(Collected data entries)

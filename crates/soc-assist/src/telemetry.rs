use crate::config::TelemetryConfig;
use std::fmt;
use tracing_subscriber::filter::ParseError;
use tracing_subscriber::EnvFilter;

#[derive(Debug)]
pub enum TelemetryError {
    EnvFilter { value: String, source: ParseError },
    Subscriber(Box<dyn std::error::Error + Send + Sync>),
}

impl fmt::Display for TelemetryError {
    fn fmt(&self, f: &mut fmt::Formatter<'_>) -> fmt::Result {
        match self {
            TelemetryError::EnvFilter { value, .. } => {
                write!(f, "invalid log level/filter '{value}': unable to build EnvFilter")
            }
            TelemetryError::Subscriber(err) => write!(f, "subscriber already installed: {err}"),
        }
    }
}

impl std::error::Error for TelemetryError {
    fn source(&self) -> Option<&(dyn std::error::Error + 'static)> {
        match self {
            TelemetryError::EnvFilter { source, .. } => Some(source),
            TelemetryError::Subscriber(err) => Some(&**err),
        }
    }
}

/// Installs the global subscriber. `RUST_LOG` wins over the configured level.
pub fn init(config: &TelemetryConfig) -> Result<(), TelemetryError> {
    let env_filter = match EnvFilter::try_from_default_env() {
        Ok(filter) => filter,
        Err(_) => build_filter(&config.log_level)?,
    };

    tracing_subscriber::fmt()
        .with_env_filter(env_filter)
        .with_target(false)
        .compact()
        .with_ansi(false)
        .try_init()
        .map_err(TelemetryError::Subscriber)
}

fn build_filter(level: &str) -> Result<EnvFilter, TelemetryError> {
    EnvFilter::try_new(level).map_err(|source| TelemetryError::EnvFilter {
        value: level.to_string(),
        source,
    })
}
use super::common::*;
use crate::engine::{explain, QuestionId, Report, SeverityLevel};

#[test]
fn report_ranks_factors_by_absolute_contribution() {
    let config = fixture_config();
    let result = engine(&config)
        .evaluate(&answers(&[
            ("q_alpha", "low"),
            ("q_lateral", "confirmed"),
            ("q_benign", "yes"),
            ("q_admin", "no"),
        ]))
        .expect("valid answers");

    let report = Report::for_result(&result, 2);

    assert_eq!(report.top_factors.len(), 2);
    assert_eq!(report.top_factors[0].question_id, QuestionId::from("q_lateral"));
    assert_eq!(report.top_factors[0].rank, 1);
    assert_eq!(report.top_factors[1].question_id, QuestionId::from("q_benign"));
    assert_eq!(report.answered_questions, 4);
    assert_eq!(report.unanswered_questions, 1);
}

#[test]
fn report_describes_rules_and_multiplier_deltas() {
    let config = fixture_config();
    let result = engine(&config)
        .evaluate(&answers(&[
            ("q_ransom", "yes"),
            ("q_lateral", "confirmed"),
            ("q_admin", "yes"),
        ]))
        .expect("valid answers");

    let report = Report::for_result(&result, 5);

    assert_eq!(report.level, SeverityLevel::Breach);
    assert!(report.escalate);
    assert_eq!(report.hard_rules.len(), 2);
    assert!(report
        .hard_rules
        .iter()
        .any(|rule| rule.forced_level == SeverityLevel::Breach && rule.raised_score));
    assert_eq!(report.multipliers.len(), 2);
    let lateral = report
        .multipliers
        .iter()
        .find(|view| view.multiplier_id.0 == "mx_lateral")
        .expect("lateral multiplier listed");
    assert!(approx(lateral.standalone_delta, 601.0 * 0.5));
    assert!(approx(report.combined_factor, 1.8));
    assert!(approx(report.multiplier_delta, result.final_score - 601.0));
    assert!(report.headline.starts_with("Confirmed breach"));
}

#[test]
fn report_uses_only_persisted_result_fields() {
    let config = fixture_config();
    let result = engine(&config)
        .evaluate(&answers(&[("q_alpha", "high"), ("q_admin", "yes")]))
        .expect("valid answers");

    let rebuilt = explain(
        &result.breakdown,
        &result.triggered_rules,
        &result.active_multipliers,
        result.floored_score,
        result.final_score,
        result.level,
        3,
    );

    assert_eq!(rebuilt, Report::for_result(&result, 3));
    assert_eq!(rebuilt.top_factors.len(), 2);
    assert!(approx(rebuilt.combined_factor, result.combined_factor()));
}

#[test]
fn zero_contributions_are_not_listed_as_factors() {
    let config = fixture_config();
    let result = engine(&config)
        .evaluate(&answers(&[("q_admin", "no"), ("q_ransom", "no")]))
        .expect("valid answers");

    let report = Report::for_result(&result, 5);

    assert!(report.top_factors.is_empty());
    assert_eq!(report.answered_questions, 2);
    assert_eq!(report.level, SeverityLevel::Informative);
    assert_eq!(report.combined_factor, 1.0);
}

**EXERCISE:** What you return should be the records above, repeated exactly.

**RESPONSE:**
filename crates/soc-assist/src/telemetry.rs
use crate::config::TelemetryConfig;
use std::fmt;
use tracing_subscriber::filter::ParseError;
use tracing_subscriber::EnvFilter;

#[derive(Debug)]
pub enum TelemetryError {
    EnvFilter { value: String, source: ParseError },
    Subscriber(Box<dyn std::error::Error + Send + Sync>),
}

impl fmt::Display for TelemetryError {
    fn fmt(&self, f: &mut fmt::Formatter<'_>) -> fmt::Result {
        match self {
            TelemetryError::EnvFilter { value, .. } => {
                write!(f, "invalid log level/filter '{value}': unable to build EnvFilter")
            }
            TelemetryError::Subscriber(err) => write!(f, "subscriber already installed: {err}"),
        }
    }
}

impl std::error::Error for TelemetryError {
    fn source(&self) -> Option<&(dyn std::error::Error + 'static)> {
        match self {
            TelemetryError::EnvFilter { source, .. } => Some(source),
            TelemetryError::Subscriber(err) => Some(&**err),
        }
    }
}

/// Installs the global subscriber. `RUST_LOG` wins over the configured level.
pub fn init(config: &TelemetryConfig) -> Result<(), TelemetryError> {
    let env_filter = match EnvFilter::try_from_default_env() {
        Ok(filter) => filter,
        Err(_) => build_filter(&config.log_level)?,
    };

    tracing_subscriber::fmt()
        .with_env_filter(env_filter)
        .with_target(false)
        .compact()
        .with_ansi(false)
        .try_init()
        .map_err(TelemetryError::Subscriber)
}

fn build_filter(level: &str) -> Result<EnvFilter, TelemetryError> {
    EnvFilter::try_new(level).map_err(|source| TelemetryError::EnvFilter {
        value: level.to_string(),
        source,
    })
}
use super::common::*;
use crate::engine::{explain, QuestionId, Report, SeverityLevel};

#[test]
fn report_ranks_factors_by_absolute_contribution() {
    let config = fixture_config();
    let result = engine(&config)
        .evaluate(&answers(&[
            ("q_alpha", "low"),
            ("q_lateral", "confirmed"),
            ("q_benign", "yes"),
            ("q_admin", "no"),
        ]))
        .expect("valid answers");

    let report = Report::for_result(&result, 2);

    assert_eq!(report.top_factors.len(), 2);
    assert_eq!(report.top_factors[0].question_id, QuestionId::from("q_lateral"));
    assert_eq!(report.top_factors[0].rank, 1);
    assert_eq!(report.top_factors[1].question_id, QuestionId::from("q_benign"));
    assert_eq!(report.answered_questions, 4);
    assert_eq!(report.unanswered_questions, 1);
}

#[test]
fn report_describes_rules_and_multiplier_deltas() {
    let config = fixture_config();
    let result = engine(&config)
        .evaluate(&answers(&[
            ("q_ransom", "yes"),
            ("q_lateral", "confirmed"),
            ("q_admin", "yes"),
        ]))
        .expect("valid answers");

    let report = Report::for_result(&result, 5);

    assert_eq!(report.level, SeverityLevel::Breach);
    assert!(report.escalate);
    assert_eq!(report.hard_rules.len(), 2);
    assert!(report
        .hard_rules
        .iter()
        .any(|rule| rule.forced_level == SeverityLevel::Breach && rule.raised_score));
    assert_eq!(report.multipliers.len(), 2);
    let lateral = report
        .multipliers
        .iter()
        .find(|view| view.multiplier_id.0 == "mx_lateral")
        .expect("lateral multiplier listed");
    assert!(approx(lateral.standalone_delta, 601.0 * 0.5));
    assert!(approx(report.combined_factor, 1.8));
    assert!(approx(report.multiplier_delta, result.final_score - 601.0));
    assert!(report.headline.starts_with("Confirmed breach"));
}

#[test]
fn report_uses_only_persisted_result_fields() {
    let config = fixture_config();
    let result = engine(&config)
        .evaluate(&answers(&[("q_alpha", "high"), ("q_admin", "yes")]))
        .expect("valid answers");

    let rebuilt = explain(
        &result.breakdown,
        &result.triggered_rules,
        &result.active_multipliers,
        result.floored_score,
        result.final_score,
        result.level,
        3,
    );

    assert_eq!(rebuilt, Report::for_result(&result, 3));
    assert_eq!(rebuilt.top_factors.len(), 2);
    assert!(approx(rebuilt.combined_factor, result.combined_factor()));
}

#[test]
fn zero_contributions_are_not_listed_as_factors() {
    let config = fixture_config();
    let result = engine(&config)
        .evaluate(&answers(&[("q_admin", "no"), ("q_ransom", "no")]))
        .expect("valid answers");

    let report = Report::for_result(&result, 5);

    assert!(report.top_factors.is_empty());
    assert_eq!(report.answered_questions, 2);
    assert_eq!(report.level, SeverityLevel::Informative);
    assert_eq!(report.combined_factor, 1.0);
}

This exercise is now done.